Les évolutions de ces dernières années ne sont pas de nature à rapprocher les deux clans linguistiques. Evolutions électorales, d’abord : autant, en Flandre, la carte politique a subi de profondes modifications ces dernières années, autant, du côté francophone, les résultats des élections traduisent une grande stabilité. Le PS reste le leader incontesté en Communauté française, suivi, mais à distance respectable, du MR et du CDH (ex-PSC) et, à une plus grande encablure encore, d’Ecolo (à l’exception du scrutin fédéral de 1999, au cours duquel les Verts ont enregistré une progression forte, mais temporaire). Du côté flamand, en revanche, la donne a été tout à fait bouleversée : il n’y a plus, désormais, de parti dominant, mais 4 partis (les 3 partis traditionnels et le Vlaams Belang) qui se bousculent sur un ring étroit et se disputent le leadership. Le vainqueur d’une élection peut être le dernier au scrutin suivant. On comprend mieux, dès lors, ce mélange d’agacement et d’admiration que la classe politique flamande éprouve à l’endroit du PS qui, malgré une longue présence aux affaires et les scandales qui l’éclaboussent, se maintient imperturbablement à la tête du hit-parade électoral francophone.

Les coups de frein du PS

Les évolutions  » sociologiques  » sont, elles aussi, très différentes de part et d’autre de la frontière linguistique.  » L’ensemble des partis francophones partagent traditionnellement, quoi que avec des nuances, un socle de valeurs communes, issu de ce que l’on pourrait appeler une  »culture commune de l’Etat belge », analyse de Coorebyter. Un Etat vu comme une puissance tutélaire, au rôle sécurisant, protecteur. Tandis que le monde politique flamand semble, lui, engagé dans un mouvement réformateur sans précédent, qui remet en question le fonctionnement historique du pays et réduit le rôle de l’Etat à un socle minimal de protection, en échange de laquelle il exige, d’ailleurs, le respect strict de certains devoirs, de certaines normes.  »

Les ruptures de ces dernières années sont, toutes, d’initiative flamande.
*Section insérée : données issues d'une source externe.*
//! Prompt assembly for the generative model.
//!
//! One builder renders the natural-language request from the column
//! description block, a static context preamble, the relationship checklist,
//! the profiler's summary, sampled rows and the optional user directive. The
//! final text never exceeds the configured character budget; the same hard
//! truncation applies to the map-reduce merge prompt.

mod registry;

pub use registry::{CHECKLIST_RULES, COLUMN_DESCRIPTIONS, ChecklistRule, applicable_hints};

use polars::prelude::*;
use tracing::debug;

use crate::config::AnalysisConfig;
use crate::types::{AnalysisRequest, ChunkResult, DatasetSchema};
use crate::utils::{render_frame_markdown, truncate_to_chars};

/// Fixed explanatory preamble stating analysis goals and response-format
/// preferences.
const PROJECT_CONTEXT: &str = "\
Project context and expectations:
- We analyze player/game-sales data to: (a) understand drivers of popularity and engagement, \
(b) detect anomalies and data-quality problems, (c) derive practical conclusions and hypotheses.
- If something is missing or cannot be inferred, say so explicitly.
- Preferred form: short sections with headings and bullet points; give numbers with their order of magnitude.";

/// Fixed multi-step task instruction block.
const TASK_INSTRUCTIONS: &str = "\
Your task: perform a detailed analysis following the steps below.

1. **Data description**
- List the columns and briefly describe what they contain.
- State the number of rows and columns.
- State the share of missing values in each column (%).

2. **Numeric analysis**
- For each numeric column give: mean, median, min, max, standard deviation, 5th and 95th percentile.
- Identify outliers using the IQR method and list a few examples (e.g. game titles if a title column exists).

3. **Categorical analysis**
- Give the number of distinct values and the TOP 5 most frequent.
- If genre/platform/language columns exist, compare numeric column averages across those groups.

4. **Date analysis**
- Give the date range and the average gap between dates.
- If date columns exist, describe how other variables change over time.

5. **Correlations and relationships**
- Check correlations between numeric columns and list the TOP 5 positive and negative ones.
- Describe what they could mean in a gaming context.

6. **Conclusions and recommendations**
- List the 3-5 most important conclusions.
- If there are anomalies, point at their possible causes.
- Suggest what additional data could improve the analysis.

Rules:
- Do not generate charts.
- Do not guess — if data is missing, say so.
- Answer in English, in bullet points.";

/// Fixed instruction for consolidating partial chunk analyses.
const MERGE_INSTRUCTIONS: &str = "\
You are given partial AI analyses of consecutive partitions of one dataset (below).
Merge them into a single coherent report, eliminating repetition and highlighting \
shared findings as well as exceptions between partitions.";

const MERGE_OUTPUT_FORMAT: &str = "\
Return sections: Key findings, Relationships, Anomalies, Recommendations. \
Be concise, answer in English.";

/// Assembles size-bounded prompts for the generative model.
pub struct PromptBuilder<'a> {
    config: &'a AnalysisConfig,
}

impl<'a> PromptBuilder<'a> {
    pub fn new(config: &'a AnalysisConfig) -> Self {
        Self { config }
    }

    /// Build the full analysis prompt for one frame.
    ///
    /// `summary` is embedded verbatim (the orchestrator passes the profiler's
    /// output, or a chunk-local equivalent in chunked mode). The sample block
    /// is omitted entirely when `sample` is absent or empty. The result never
    /// exceeds `max_prompt_chars` characters.
    pub fn build(
        &self,
        df: &DataFrame,
        request: &AnalysisRequest,
        sample: Option<&DataFrame>,
        summary: &str,
    ) -> String {
        let schema = DatasetSchema::from_frame(df);
        let mut prompt = String::new();

        prompt.push_str("You are given a tabular dataset with the following columns:\n");
        prompt.push_str(&Self::column_description_block(&schema));
        prompt.push_str("\n\n");

        if !request.selected_categories.is_empty() {
            prompt.push_str(&format!(
                "Categories selected by the user: {}\n\n",
                request.selected_categories.join(", ")
            ));
        }

        prompt.push_str(PROJECT_CONTEXT);
        prompt.push_str("\n\n");

        let hints = applicable_hints(&schema);
        if !hints.is_empty() {
            prompt.push_str("**Relationships especially worth a look:**\n- ");
            prompt.push_str(&hints.join("\n- "));
            prompt.push_str("\n\n");
        }

        prompt.push_str("**Data summary (condensed):**\n");
        prompt.push_str(summary);
        prompt.push_str("\n\n");

        if let Some(sample) = sample.filter(|s| s.height() > 0) {
            prompt.push_str("**Sample rows (representative subset, not the full data):**\n");
            prompt.push_str(&render_frame_markdown(sample, None, None));
            prompt.push_str("\n\n");
        }

        prompt.push_str(TASK_INSTRUCTIONS);

        if !request.user_prompt.is_empty() {
            prompt.push_str("\n\nThe user added a directive: ");
            prompt.push_str(&request.user_prompt);
        }

        self.finish(prompt)
    }

    /// Build the merge prompt consolidating chunk results, labeled in
    /// partition order.
    pub fn build_merge(&self, chunk_results: &[ChunkResult]) -> String {
        let mut prompt = String::new();
        prompt.push_str(MERGE_INSTRUCTIONS);
        prompt.push_str("\n\nPartial analyses:\n------------------\n");
        for result in chunk_results {
            prompt.push_str(&format!("### Part {}\n{}\n\n", result.index + 1, result.text));
        }
        prompt.push_str(MERGE_OUTPUT_FORMAT);
        self.finish(prompt)
    }

    /// One description line per column: registry text for known columns, a
    /// generated fallback noting the inferred kind for the rest.
    fn column_description_block(schema: &DatasetSchema) -> String {
        schema
            .columns
            .iter()
            .map(|col| match COLUMN_DESCRIPTIONS.get(col.name.as_str()) {
                Some(desc) => format!("- {}: {}", col.name, desc),
                None => format!(
                    "- {}: no description available ({} column, dtype {})",
                    col.name,
                    col.kind.label(),
                    col.dtype
                ),
            })
            .collect::<Vec<_>>()
            .join("\n")
    }

    fn finish(&self, prompt: String) -> String {
        let bounded = truncate_to_chars(&prompt, self.config.max_prompt_chars);
        if bounded.len() != prompt.len() {
            debug!(
                budget = self.config.max_prompt_chars,
                "prompt truncated to character budget"
            );
        }
        bounded
    }
}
La réforme Copernic de la fonction publique, bouleversant en profondeur le visage et la philosophie de la fonction publique ? Elle a été portée par l’ancien ministre flamand Luc Van den Bossche (SP.A). Le leitmotiv de la diminution de la pression fiscale ? Bien sûr, il fait partie du programme traditionnel des libéraux francophones. Mais celui-ci n’aurait eu aucune chance d’aboutir sans les coups de boutoir d’une Flandre qui a ouvert la voie en allégeant les impôts chez elle – droits de succession, redevance radiotélé, etc. -, et qui, pour convaincre les socialistes francophones de la nécessité de diminuer les charges sociales sur le travail, a brandi la menace d’une régionalisation de la sécurité sociale. Le contrôle des chômeurs et l' » activation  » des allocations de chômage ? Une fois de plus, c’est la Flandre qui en est l’instigatrice. Une politique de sécurité routière plus répressive ? Itou. La réforme des fins de carrière ? Elle répond bien davantage aux besoins de la Flandre, confrontée à une pénurie de main-d’£uvre, qu’à ceux d’une Wallonie en proie à un chômage massif. Le hic ? C’est qu’entre les désirs flamands de réformes et leur concrétisation il y a une solide marge. Sur le terrain, en effet, la révolution copernicienne de la fonction publique a subi une forte réduction de voilure : les réticences francophones, qui se sont ajoutées aux résistances de l’administration, n’y sont pas étrangères. De même, les Flamands ont montré beaucoup plus d’empressement que les francophones à installer des radars automatiques pour traquer les conducteurs fautifs. Le contrôle des chômeurs a, lui aussi, trouvé les francophones sur son chemin. Pis : la transformation de l’Etat providence en  » Etat social actif  » s’est vue considérablement ralentie par les coups de frein du PS. Frank Vandenbroucke (SP.A), l’ancien ministre fédéral des Affaires sociales détrôné, à ce poste, par le socialiste francophone Rudy Demotte, en a conçu tellement d’amertume qu’il se fait, depuis plus d’un an, le chantre du confédéralisme au gouvernement flamand.  » Le boulet socialiste francophone entrave les évolutions, pourtant absolument indispensables, de l’Etat belge « , répète-t-il à qui veut l’entendre.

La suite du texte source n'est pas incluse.